Wait till thou see the emperor fitly wed!
That emperor-mother Agrippina balked
Her boy too often of his wish. She would
Be empress of the emperor of the world;
Her blood in him made this impossible:
It was her folly and crime invoked her fall.
As for that young Octavia—thou hast said."
"Poppæa"—so Drusilla had resumed,
But Simon rashly took the word from her:
"Poppæa is a rival to be weighed
Doubtless—highborn, and beautiful, and deep
In cunning, and sure mistress of herself—
As art not thou too, and full equally?—
But then she has a husband in the way,
And is she of the stuff to deal with him?"

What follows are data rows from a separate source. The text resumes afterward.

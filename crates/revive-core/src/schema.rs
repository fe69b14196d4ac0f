//! # Schema Model
//!
//! A schema describes how to rebuild a typed instance (or a sequence of
//! them) from a JSON value. There are exactly three shapes:
//!
//! - `Constructor`: a bare type reference. Shorthand for an object schema
//!   of that type with no nested property schemas.
//! - `Object`: a type reference plus a map from property name to the schema
//!   applied to that property's value. Properties not in the map are plain
//!   fields and receive the raw JSON value.
//! - `Array`: an item schema applied to every element of a JSON array.
//!
//! Schemas are immutable values built by the caller. They own their
//! children, so a schema tree is always finite; recursive types describe
//! themselves through `HasSchema`, which is consulted lazily one JSON level
//! at a time.

use std::borrow::Cow;
use std::collections::BTreeMap;
use std::fmt;

use crate::types::{Revivable, TypeRef};

/// A schema value in any of its three accepted shapes.
#[derive(Debug, Clone)]
pub enum Schema {
    /// Bare type reference: recurse with no nested property schemas.
    Constructor(TypeRef),
    /// Type reference plus nested property schemas.
    Object(ObjectSchema),
    /// Item schema applied to every array element.
    Array(ArraySchema),
}

/// Canonical form of a schema after the constructor shorthand is removed.
#[derive(Debug, Clone)]
pub enum ResolvedSchema<'a> {
    /// An object schema, borrowed when the input already was one.
    Object(Cow<'a, ObjectSchema>),
    /// An array schema.
    Array(&'a ArraySchema),
}

/// Schema for a JSON object revived into an instance of `type_ref`.
#[derive(Debug, Clone)]
pub struct ObjectSchema {
    type_ref: TypeRef,
    properties: BTreeMap<String, Schema>,
}

/// Schema for a JSON array whose elements are revived with `items`.
#[derive(Debug, Clone)]
pub struct ArraySchema {
    items: Box<Schema>,
}

impl Schema {
    /// Constructor shorthand for a compiled type.
    pub fn of<T: Revivable>() -> Self {
        Self::Constructor(TypeRef::of::<T>())
    }

    /// Array schema with the given item schema.
    pub fn array(items: impl Into<Schema>) -> Self {
        Self::Array(ArraySchema::new(items))
    }

    /// Normalize to the two-variant canonical form.
    ///
    /// A bare constructor becomes an `ObjectSchema` with an empty property
    /// map; object and array schemas pass through unchanged.
    pub fn resolve(&self) -> ResolvedSchema<'_> {
        match self {
            Self::Constructor(type_ref) => {
                ResolvedSchema::Object(Cow::Owned(ObjectSchema::new(type_ref.clone())))
            }
            Self::Object(object) => ResolvedSchema::Object(Cow::Borrowed(object)),
            Self::Array(array) => ResolvedSchema::Array(array),
        }
    }

    /// The type an object-shaped schema constructs, or `None` for arrays.
    pub fn type_ref(&self) -> Option<&TypeRef> {
        match self {
            Self::Constructor(type_ref) => Some(type_ref),
            Self::Object(object) => Some(object.type_ref()),
            Self::Array(_) => None,
        }
    }

    /// Whether this schema is an array schema.
    pub fn is_array(&self) -> bool {
        matches!(self, Self::Array(_))
    }
}

impl ObjectSchema {
    /// Object schema for `type_ref` with no nested property schemas.
    pub fn new(type_ref: TypeRef) -> Self {
        Self {
            type_ref,
            properties: BTreeMap::new(),
        }
    }

    /// Object schema for a compiled type.
    pub fn of<T: Revivable>() -> Self {
        Self::new(TypeRef::of::<T>())
    }

    /// Add (or replace) the nested schema for one property.
    pub fn property(mut self, name: impl Into<String>, schema: impl Into<Schema>) -> Self {
        self.properties.insert(name.into(), schema.into());
        self
    }

    /// The type this schema constructs.
    pub fn type_ref(&self) -> &TypeRef {
        &self.type_ref
    }

    /// Nested property schemas, keyed by property name.
    pub fn properties(&self) -> &BTreeMap<String, Schema> {
        &self.properties
    }

    /// Nested schema for one property, if declared.
    pub fn get(&self, name: &str) -> Option<&Schema> {
        self.properties.get(name)
    }
}

impl ArraySchema {
    /// Array schema applying `items` to every element.
    pub fn new(items: impl Into<Schema>) -> Self {
        Self {
            items: Box::new(items.into()),
        }
    }

    /// The schema applied to each element.
    pub fn items(&self) -> &Schema {
        &self.items
    }
}

impl From<TypeRef> for Schema {
    fn from(type_ref: TypeRef) -> Self {
        Self::Constructor(type_ref)
    }
}

impl From<ObjectSchema> for Schema {
    fn from(object: ObjectSchema) -> Self {
        Self::Object(object)
    }
}

impl From<ArraySchema> for Schema {
    fn from(array: ArraySchema) -> Self {
        Self::Array(array)
    }
}

/// Compact description: `Employee { friends: [Employee], job: Job }`.
impl fmt::Display for Schema {
    fn fmt(&self, f: &mut fmt::Formatter<'_>) -> fmt::Result {
        match self {
            Self::Constructor(type_ref) => f.write_str(type_ref.name()),
            Self::Object(object) => fmt::Display::fmt(object, f),
            Self::Array(array) => write!(f, "[{}]", array.items()),
        }
    }
}

impl fmt::Display for ObjectSchema {
    fn fmt(&self, f: &mut fmt::Formatter<'_>) -> fmt::Result {
        f.write_str(self.type_ref.name())?;
        if self.properties.is_empty() {
            return Ok(());
        }
        f.write_str(" { ")?;
        for (i, (name, schema)) in self.properties.iter().enumerate() {
            if i > 0 {
                f.write_str(", ")?;
            }
            write!(f, "{name}: {schema}")?;
        }
        f.write_str(" }")
    }
}

#[cfg(test)]
mod tests {
    use super::*;
    use crate::error::ConstructionError;
    use crate::types::FieldTable;

    #[derive(Debug, Default)]
    struct Job {
        title: String,
    }

    impl Revivable for Job {
        const TYPE_NAME: &'static str = "Job";

        fn construct() -> Result<Self, ConstructionError> {
            Ok(Self::default())
        }

        fn fields() -> FieldTable<Self> {
            FieldTable::new().value("title", |job: &mut Job, title: String| job.title = title)
        }
    }

    #[test]
    fn test_constructor_resolves_to_empty_object_schema() {
        let schema = Schema::of::<Job>();
        match schema.resolve() {
            ResolvedSchema::Object(object) => {
                assert_eq!(object.type_ref().name(), "Job");
                assert!(object.properties().is_empty());
                assert!(matches!(object, Cow::Owned(_)));
            }
            ResolvedSchema::Array(_) => panic!("constructor must resolve to an object schema"),
        }
    }

    #[test]
    fn test_object_schema_passes_through_borrowed() {
        let schema: Schema = ObjectSchema::of::<Job>()
            .property("title", Schema::of::<Job>())
            .into();
        match schema.resolve() {
            ResolvedSchema::Object(object) => {
                assert!(matches!(object, Cow::Borrowed(_)));
                assert_eq!(object.properties().len(), 1);
            }
            ResolvedSchema::Array(_) => panic!("object schema must stay an object schema"),
        }
    }

    #[test]
    fn test_array_schema_passes_through() {
        let schema = Schema::array(Schema::of::<Job>());
        assert!(schema.is_array());
        assert!(schema.type_ref().is_none());
        match schema.resolve() {
            ResolvedSchema::Array(array) => {
                assert_eq!(array.items().type_ref().map(TypeRef::name), Some("Job"));
            }
            ResolvedSchema::Object(_) => panic!("array schema must stay an array schema"),
        }
    }

    #[test]
    fn test_property_replaces_existing_entry() {
        let schema = ObjectSchema::of::<Job>()
            .property("x", Schema::of::<Job>())
            .property("x", Schema::array(Schema::of::<Job>()));
        assert!(schema.get("x").map(Schema::is_array).unwrap_or(false));
    }

    #[test]
    fn test_display() {
        let schema: Schema = ObjectSchema::of::<Job>()
            .property("b", Schema::array(Schema::of::<Job>()))
            .property("a", Schema::of::<Job>())
            .into();
        assert_eq!(schema.to_string(), "Job { a: Job, b: [Job] }");
        assert_eq!(Schema::of::<Job>().to_string(), "Job");
    }
}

Simon's hatred of his lord had pricked him on
Beyond the mark of prudence; he recoiled
From his own words before Drusilla spoke,
And added, for diversion of her thought:
"But doubtless thou wilt need to buy thy way
To opportunity at Rome; betimes
Prepare thee bribes to drop along thy path.
Our Gentile brethren have a pretty tale"—
And Simon with sarcastic humor leered—
"Of how a runner once upon a time
Won him a famous race by letting fall
Gold apples on the course too tempting bright
Not to delay his rival gathering them.
Provide thyself with apples of gold to drop,
While thou art speeding featly to thy goal."
"Gold, Simon!" Drusilla said, "thou teasest me,
Too well thou knowest I have no gold; our store
Was swallowed all in that devouring sea."
"I speak in figure, my lady," Simon said;
"I mean neither literal apples nor literal gold."
"Pray, no more parable to me," severe
With air resumed once more of queen enthroned,
Drusilla answered, and, with only look,
As haughtily disdaining further word,
Demanded that he make his meaning plain.
Simon, with indirection sly, replied:
"Hast thou remarked the daily opening bloom
Of beauty in the face, and in the form,
Of that Eunicé, our young countrywoman?"
Drusilla gave a fiercely jealous start—
On Simon, eagerly alert, not lost,
Brief though it was, and instantly subdued;
It was as instantly interpreted—
A welcomed effect, though calculated not.
She had recalled what late she overheard
Hinted from Felix to the prisoner Paul,
"Unless indeed thy pretty countrywoman"—
And construed it as meaning that his eye,
Her husband's, had been levying on the maid.
"Women are not like men to note such things,"
Drusilla answered with a frigid air,
Yet not as with unwillingness to learn
What sequel there might be in Simon's thought.
That sequel Simon changed to suit the case
He had now created unexpectedly.
He would torment Drusilla's jealous mind,
And whet her temper to the proper edge
For helpful quarrel with that spouse of hers
So hateful to him.
"Women that are wives,"
Said Simon, "well might condescend to pay
Some heed to such things! But the present need
Is to have bribes in hand of the right sort
To lavish where occasion may arise
When we reach Rome. Try if thou canst not gain
This pretty damsel for our purposes.
Play patroness to her, have her at court
Here—for wherever the true queen is, there
Is court, though in a desert—flatter her,
And ply her to thy will. Arrived at Rome,
Where all is venal yet venal not all for gold,
Offer her as likest seems to serve thy cause.
There is my scheme for thee; and thy lord will,
I doubt not, wink at least to forward it."
Simon could not forbear the tempting chance
To end, as he began, with what would bait
Further Drusilla's flushed and jealous mind.